Stack overflow in release mode using `IntoParallelIterator` on `Range<i32>` - User error or Rayon issue?

pubfnbar commented 1 month ago

use std::sync::atomic::{AtomicU64, Ordering};

use rayon::prelude::*;

fn main() {
    static SUM: AtomicU64 = AtomicU64::new(0);

    (0..1000).into_par_iter().for_each(|i| {
        let x = [i as u8; 200_000];
        let sum: u64 = x.iter().map(|&a| u64::from(a)).sum();
        SUM.fetch_add(sum, Ordering::SeqCst);
    });
    println!("sum: {SUM:?}");
}

Given the above code in "main.rs", and rayon = "=1.10.0" in "Cargo.toml", running on Ubuntu 22.04: Executing "cargo run" prints "sum: 24943200000". Executing "cargo run --release" encounters stack overflow with at least one of the following messages:

thread '<unknown>' has overflowed its stack
fatal runtime error: stack overflow

Adding with_min_len(5) after into_par_iter() allows "cargo run --release" to run without stack overflow.

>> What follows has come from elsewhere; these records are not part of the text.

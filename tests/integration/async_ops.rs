//! Operation submission, and completions arriving from other threads.

use std::sync::Arc;
use std::thread;
use std::time::Duration;

use serde_json::json;

use crate::fixtures::{connect, sink};
use workgraph::agents::AgentSpec;
use workgraph::collab::{ManualExecutor, Services, StaticResources, TokioExecutor};
use workgraph::core::{State, TaskId, TaskSpec};
use workgraph::engine::Manager;

fn mesh_agent() -> AgentSpec {
    AgentSpec::new(
        "submit",
        json!({
            "operation": "mesh",
            "parameters": { "size": 0.1 },
            "output": "out",
            "result_type": "mesh",
        }),
    )
}

fn manual() -> (Manager, Arc<ManualExecutor>, TaskId) {
    let exec = Arc::new(ManualExecutor::new());
    let mut m = Manager::default().with_services(Services::new().with_operations(exec.clone()));
    let task = m.create_task(TaskSpec::new("mesh").agent(mesh_agent())).unwrap();
    (m, exec, task)
}

#[test]
fn test_completion_from_worker_thread_completes_task() {
    let (mut m, exec, task) = manual();
    let downstream = sink(&mut m, "check");
    connect(&mut m, task, downstream);

    assert_eq!(m.state(task).unwrap(), State::Incomplete);
    assert_eq!(exec.submitted(), 1);
    assert_eq!(m.in_flight(), 1);
    let pending = exec.take_pending();
    assert_eq!(pending[0].request.operation, "mesh");
    assert_eq!(pending[0].request.parameters, json!({ "size": 0.1 }));

    let worker = thread::spawn(move || {
        for p in pending {
            assert!(p.succeed(json!({ "cells": 1200 })));
        }
    });
    worker.join().unwrap();

    let report = m.process_pending().unwrap().unwrap();
    assert_eq!(report.change_of(task).unwrap().new, State::Completed);
    assert_eq!(m.in_flight(), 0);
    let out = m.task(task).unwrap().port("out").unwrap().data().unwrap();
    assert_eq!(out.type_name, "mesh");
    assert_eq!(out.value, json!({ "cells": 1200 }));
    assert_eq!(m.state(downstream).unwrap(), State::Completable);

    // Nothing left to apply.
    assert!(m.process_pending().unwrap().is_none());
}

#[test]
fn test_failed_operation_reports_reason() {
    let (mut m, exec, task) = manual();
    for p in exec.take_pending() {
        p.fail("solver diverged");
    }
    let report = m.process_pending().unwrap().unwrap();
    assert!(report.is_quiet());

    let t = m.task(task).unwrap();
    assert_eq!(t.state(), State::Incomplete);
    assert_eq!(t.failure_reasons(), vec!["solver diverged".to_string()]);
    assert!(t
        .diagnostics()
        .iter()
        .any(|d| d.source == "submit" && d.message == "solver diverged"));

    // Reset clears the failure and submits again.
    m.reset(task).unwrap();
    assert!(m.task(task).unwrap().failure_reasons().is_empty());
    assert_eq!(exec.submitted(), 2);
}

#[test]
fn test_completion_after_destroy_is_ignored() {
    let (mut m, exec, task) = manual();
    let pending = exec.take_pending();
    m.destroy_task(task).unwrap();
    assert_eq!(m.in_flight(), 0);

    for p in pending {
        assert!(p.succeed(json!(null)));
    }
    assert!(m.process_pending().unwrap().is_none());
    assert_eq!(m.task_count(), 0);
}

#[test]
fn test_completion_after_reset_is_ignored() {
    let (mut m, exec, task) = manual();
    let stale = exec.take_pending();
    m.reset(task).unwrap();
    assert_eq!(exec.submitted(), 2);
    assert_eq!(m.in_flight(), 1);

    for p in stale {
        p.succeed(json!({ "cells": 1 }));
    }
    assert!(m.process_pending().unwrap().is_none());
    assert_eq!(m.state(task).unwrap(), State::Incomplete);

    for p in exec.take_pending() {
        p.succeed(json!({ "cells": 2 }));
    }
    m.process_pending().unwrap();
    assert_eq!(m.state(task).unwrap(), State::Completed);
    let out = m.task(task).unwrap().port("out").unwrap().data().unwrap();
    assert_eq!(out.value, json!({ "cells": 2 }));
}

#[test]
fn test_refused_submission_is_a_failure() {
    let exec = Arc::new(ManualExecutor::new());
    exec.refuse_with(Some("queue full"));
    let mut m = Manager::default().with_services(Services::new().with_operations(exec.clone()));
    let task = m.create_task(TaskSpec::new("mesh").agent(mesh_agent())).unwrap();

    assert_eq!(m.state(task).unwrap(), State::Incomplete);
    assert_eq!(m.in_flight(), 0);
    assert_eq!(
        m.task(task).unwrap().failure_reasons(),
        vec!["queue full".to_string()]
    );

    exec.refuse_with(None);
    m.reset(task).unwrap();
    assert_eq!(m.in_flight(), 1);
}

#[test]
fn test_missing_executor_is_diagnosed() {
    let mut m = Manager::default();
    let task = m.create_task(TaskSpec::new("mesh").agent(mesh_agent())).unwrap();
    let t = m.task(task).unwrap();
    assert_eq!(t.state(), State::Incomplete);
    assert!(t
        .diagnostics()
        .iter()
        .any(|d| d.agent == Some(0) && d.message.contains("operation executor")));
}

#[test]
fn test_reevaluation_requested_from_another_thread() {
    let resources = Arc::new(StaticResources::new());
    let mut m = Manager::default().with_services(Services::new().with_resources(resources.clone()));
    let task = m
        .create_task(TaskSpec::new("boundary").agent(AgentSpec::resources("boundary", 2)))
        .unwrap();
    assert_eq!(m.state(task).unwrap(), State::Incomplete);

    let handle = m.handle();
    let worker = thread::spawn(move || {
        resources.set("boundary", 2);
        handle.request_reevaluate(task)
    });
    assert!(worker.join().unwrap());

    let report = m.wait_pending(Duration::from_secs(5)).unwrap().unwrap();
    assert_eq!(report.change_of(task).unwrap().new, State::Completable);
}

#[test]
fn test_tokio_executor_end_to_end() {
    let runtime = tokio::runtime::Builder::new_multi_thread()
        .worker_threads(1)
        .build()
        .unwrap();
    let exec = TokioExecutor::new(runtime.handle().clone())
        .register("mesh", |request| {
            let size = request.parameters["size"].as_f64().ok_or("size missing")?;
            Ok(json!({ "cells": (1.0 / size) as u64 }))
        })
        .register("explode", |_| Err("boom".to_string()));
    let mut m = Manager::default().with_services(Services::new().with_operations(Arc::new(exec)));

    let task = m.create_task(TaskSpec::new("mesh").agent(mesh_agent())).unwrap();
    let broken = m
        .create_task(TaskSpec::new("broken").agent(AgentSpec::submit("explode", json!({}))))
        .unwrap();
    let unknown = m
        .create_task(TaskSpec::new("unknown").agent(AgentSpec::submit("nope", json!({}))))
        .unwrap();
    assert_eq!(m.in_flight(), 2);
    assert_eq!(
        m.task(unknown).unwrap().failure_reasons(),
        vec!["unknown operation 'nope'".to_string()]
    );

    while m.in_flight() > 0 {
        m.wait_pending(Duration::from_secs(5)).unwrap().unwrap();
    }
    assert_eq!(m.state(task).unwrap(), State::Completed);
    let out = m.task(task).unwrap().port("out").unwrap().data().unwrap();
    assert_eq!(out.value, json!({ "cells": 10 }));
    assert_eq!(m.state(broken).unwrap(), State::Incomplete);
    assert_eq!(m.task(broken).unwrap().failure_reasons(), vec!["boom".to_string()]);
}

If the above code is using Rayon incorrectly, then what is the correct and idiomatic way of looping a bunch of indices in parallel without blowing up the stack?

cuviper commented 1 month ago

The default thread stack size is 2 MiB. With your 200,000 byte local, that's only ~10 stack frames that can be nested before overflow.

Your code doesn't have any direct recursion, but rayon can cause that anyway due to work-stealing whenever a function stalls waiting for other rayon work. It would seem like your code wouldn't even have that, since your for_each closure doesn't make any rayon calls, but I think in release mode your closure is getting inlined into the rayon "plumbing" code that does a bunch of join recursion for the parallel iterator -- and each of those may also work-steal while waiting for the other half of the join to complete.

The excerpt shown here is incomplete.